• [What to produce]
Retype the material exactly, ending with the line containing "and the timeline".

• [Given data]
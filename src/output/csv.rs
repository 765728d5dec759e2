use crate::models::{DiskSchedulingResult, MemoryBlock, SchedulingResult};
use csv::Writer;
use std::error::Error;
use std::fs::File;

/// CSV export for a CPU schedule: per-process metrics and the timeline
pub fn save_schedule_to_csv(result: &SchedulingResult, output_prefix: &str) -> Result<(), Box<dyn Error>> {
    let filename = format!("{}_processes.csv", output_prefix);
    let file = File::create(&filename)?;
    let mut writer = Writer::from_writer(file);

    writer.write_record([
        "id",
        "arrival_time",
        "burst_time",
        "priority",
        "start_time",
        "completion_time",
        "waiting_time",
        "turnaround_time",
        "response_time",
    ])?;

    for p in &result.processes {
        writer.write_record(&[
            p.process.id.clone(),
            p.process.arrival_time.to_string(),
            p.process.burst_time.to_string(),
            p.process.priority.to_string(),
            p.metrics.start_time.to_string(),
            p.metrics.completion_time.to_string(),
            p.metrics.waiting_time.to_string(),
            p.metrics.turnaround_time.to_string(),
            p.metrics.response_time.to_string(),
        ])?;
    }
    writer.flush()?;

    let filename = format!("{}_timeline.csv", output_prefix);
    let file = File::create(&filename)?;
    let mut writer = Writer::from_writer(file);

    writer.write_record(["occupant", "start", "end", "duration", "color"])?;
    for block in &result.timeline {
        writer.write_record(&[
            block.occupant.label().to_string(),
            block.start.to_string(),
            block.end.to_string(),
            block.duration().to_string(),
            block.color().to_string(),
        ])?;
    }

    writer.flush()?;
    Ok(())
}

/// CSV export for the memory block table
pub fn save_memory_to_csv(blocks: &[MemoryBlock], output_prefix: &str) -> Result<(), Box<dyn Error>> {
    let filename = format!("{}_memory.csv", output_prefix);
    let file = File::create(&filename)?;
    let mut writer = Writer::from_writer(file);

    writer.write_record(["block_id", "size", "process", "process_size", "internal_fragmentation"])?;

    for block in blocks {
        // 빈 블록은 빈 칸
        let (name, size) = match &block.tenant {
            Some(t) => (t.name.clone(), t.size.to_string()),
            None => (String::new(), String::new()),
        };
        writer.write_record(&[
            block.id.to_string(),
            block.size.to_string(),
            name,
            size,
            block
                .internal_fragmentation()
                .map(|v| v.to_string())
                .unwrap_or_default(),
        ])?;
    }

    writer.flush()?;
    Ok(())
}

/// CSV export for disk seek operations
pub fn save_disk_to_csv(result: &DiskSchedulingResult, output_prefix: &str) -> Result<(), Box<dyn Error>> {
    let filename = format!("{}_seeks.csv", output_prefix);
    let file = File::create(&filename)?;
    let mut writer = Writer::from_writer(file);

    writer.write_record(["step", "from", "to", "seek", "request", "cumulative_seek"])?;

    let mut cumulative = 0u64;
    for (step, op) in result.seek_operations.iter().enumerate() {
        cumulative += op.seek;
        writer.write_record(&[
            (step + 1).to_string(),
            op.from.to_string(),
            op.to.to_string(),
            op.seek.to_string(),
            op.request.map(|id| id.to_string()).unwrap_or_default(),
            cumulative.to_string(),
        ])?;
    }

    writer.flush()?;
    Ok(())
}

#[cfg(test)]
mod tests {
    use super::*;
    use crate::models::{CpuPolicy, DiskPolicy, HeadDirection, Process};
    use crate::processors::{cpu, disk, memory};
    use std::fs;

    fn temp_prefix(name: &str) -> String {
        let dir = std::env::temp_dir().join(format!("ossim_csv_{}_{}", name, std::process::id()));
        fs::create_dir_all(&dir).unwrap();
        dir.join("run").to_string_lossy().into_owned()
    }

    #[test]
    fn test_save_schedule_to_csv() {
        let processes = vec![Process::new("P1", 0, 3, 0), Process::new("P2", 5, 2, 0)];
        let result = cpu::schedule(&processes, CpuPolicy::Fcfs).unwrap();
        let prefix = temp_prefix("cpu");

        save_schedule_to_csv(&result, &prefix).unwrap();

        let timeline = fs::read_to_string(format!("{prefix}_timeline.csv")).unwrap();
        let lines: Vec<&str> = timeline.lines().collect();
        assert_eq!(lines[0], "occupant,start,end,duration,color");
        assert_eq!(lines.len(), 4);
        assert!(lines[2].starts_with("IDLE,3,5,2,"));

        let rows = fs::read_to_string(format!("{prefix}_processes.csv")).unwrap();
        assert_eq!(rows.lines().count(), 3);
    }

    #[test]
    fn test_save_memory_and_disk_to_csv() {
        let blocks = memory::create_blocks(&[100, 200]);
        let outcome = memory::allocate(&blocks, "A", 150, crate::models::AllocationPolicy::FirstFit);
        let prefix = temp_prefix("mem");

        save_memory_to_csv(&outcome.blocks, &prefix).unwrap();
        let table = fs::read_to_string(format!("{prefix}_memory.csv")).unwrap();
        let lines: Vec<&str> = table.lines().collect();
        assert_eq!(lines[1], "0,100,,,");
        assert_eq!(lines[2], "1,200,A,150,50");

        let requests = disk::requests_from_cylinders(&[60, 10]);
        let result = disk::schedule(&requests, 50, DiskPolicy::Scan, 99, HeadDirection::Right).unwrap();
        save_disk_to_csv(&result, &prefix).unwrap();
        let seeks = fs::read_to_string(format!("{prefix}_seeks.csv")).unwrap();
        let lines: Vec<&str> = seeks.lines().collect();
        assert_eq!(lines[2], "2,60,99,39,,49");
        assert_eq!(lines[3], "3,99,10,89,1,138");
    }
}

• [Exercise response]
filename src/output/csv.rs
repository 765728d5dec759e2
use crate::models::{DiskSchedulingResult, MemoryBlock, SchedulingResult};
use csv::Writer;
use std::error::Error;
use std::fs::File;

/// CSV export for a CPU schedule: per-process metrics and the timeline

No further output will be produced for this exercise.